The huge staircase in the palace courtyard is once again in the scene for an assembly of the chief dignitaries and populace in the presence of the Emperor - this time for the final trial. Turandot announces to her father that she knows the name of the Unknown Prince. But when all expect her to make the fatal revelation that would sentence Calaf to death, she turns to him and overwhelmed by her newly found love exclaims: "His name is ...Love". The reply is echoed by Calaf as he rushes up the steps to embrace her. The crowd joyously acclaims the couple with a love hymn.
Turandot: Puccini's last Grande Opéra
The idea to base the opera on one of the most famous theatrical fables by Carlo Gozzi, Venetian playwright from the 1800s, contemporary and rival of Carlo Goldoni, began during a meeting in Milan the winter of 1920 between Puccini and the librettists Adami and Simoni.
Puccini put his collaborators to work straight away and already by August 1920 the principal changes had been made to the original draft. Adami and Simoni, the first lyricist and the second author of the story, wrote the libretto and they had to adapt it many times to respect the requests of the composer. The most important difficulties were caused overall by the fabulous characters who were the Gozziani people, lacking in the pathos which Puccini requested. The ushers in the original version of the fable were transformed by the authors into the trio, Ministers Ping, Pang and Pong who represent the greatest part of the Chinese music in the opera. The character Turandot, instead, becomes an obstacle in the construction of the opera due to the strong change of the character. At the end the heroic depth of Prince Calaf and the introduction of the character Liù, with her sacrifice for love, are innovative elements and typical of Puccini's style.
At the beginning of 1921 Puccini had already begun musical composition with the help of a Chinese Carillon which belonged to the art collection of his friend Fassani and thanks to the pieces of folk music supplied by Ricordi.
Nevertheless the instrumentation of the first two acts was concluded only in February 1924. The third act remained incomplete, as the author wasn't able to imagine a logical dramatic ending, especially for the great final duet between Calaf and Turandot, which had already been revised at least four times.
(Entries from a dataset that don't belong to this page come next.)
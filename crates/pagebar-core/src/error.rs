//! Error types for pagination input validation.

use thiserror::Error;

/// Errors reported when validating pagination inputs.
///
/// The planner and range calculator never return these; they clamp. Hosts
/// that prefer to reject bad input call [`crate::PaginationState::validate`].
#[derive(Debug, Clone, PartialEq, Eq, Error)]
pub enum PaginationError {
    /// Page size must be at least one item.
    #[error("Items per page must be at least 1")]
    ZeroItemsPerPage,

    /// Current page lies outside `1..=total_pages`.
    #[error("Page {page} is out of range (1..={total_pages})")]
    PageOutOfRange { page: usize, total_pages: usize },

    /// There are no pages, so no page can be selected.
    #[error("No pages available")]
    NoPages,

    /// Invalid configuration.
    #[error("Invalid configuration: {message}")]
    InvalidConfig { message: String },
}

impl PaginationError {
    /// Create an invalid configuration error.
    pub fn invalid_config(message: impl Into<String>) -> Self {
        Self::InvalidConfig {
            message: message.into(),
        }
    }
}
From this moment on Puccini continued to work frenetically on the opera, interrupting his work only to holiday abroad or to correct the score.
At the beginning of 1924, while work on the score proceeded with highs and lows, the composer showed signs of the first symptoms of the illness which would lead to his death in that year. He tried to undergo some treatment, but no positive results were visible. His health then began to deteriorate, but despite this he programmed the date of the première of Turandot, even though the opera wasn't complete. He was diagnosed with papilloma, which in reality was cancer of the throat and had no chance of improving. The only way to prolong his life a little was to undergo immediate surgery and radio therapy at the "L'Institut de la Couronne" in Bruxelles. On November 24th he underwent surgery which proved to be successful. Four days later, however, the composer's heart stopped suddenly and he died on November 29th, 1924.
When Puccini left for Brussels, he took with him thirty six pages of a draft of the score from the two last scenes of Turandot - the love duet and the finale of the third act, in the hope of completing them but he didn't succeed.
The person who knew the score of the opera better than anyone else was Arturo Toscanini and it was precisely he who took on the job of presenting the opera which had been left incomplete. It was a great problem both from a practical point of view as well as the artistic responsibility. Puccini had, in fact, only completed the score up to the suicide of Liù and the funeral procession which followed. The choice for the person who had to complete the opera was not simple. Toscanini suggested to the Puccini family and to the Ricordi house that the project be assigned to Franco Alfano who completed the score for the final episode where Princess Turandot is shaken and transformed by love which is based on the music pages left by Puccini.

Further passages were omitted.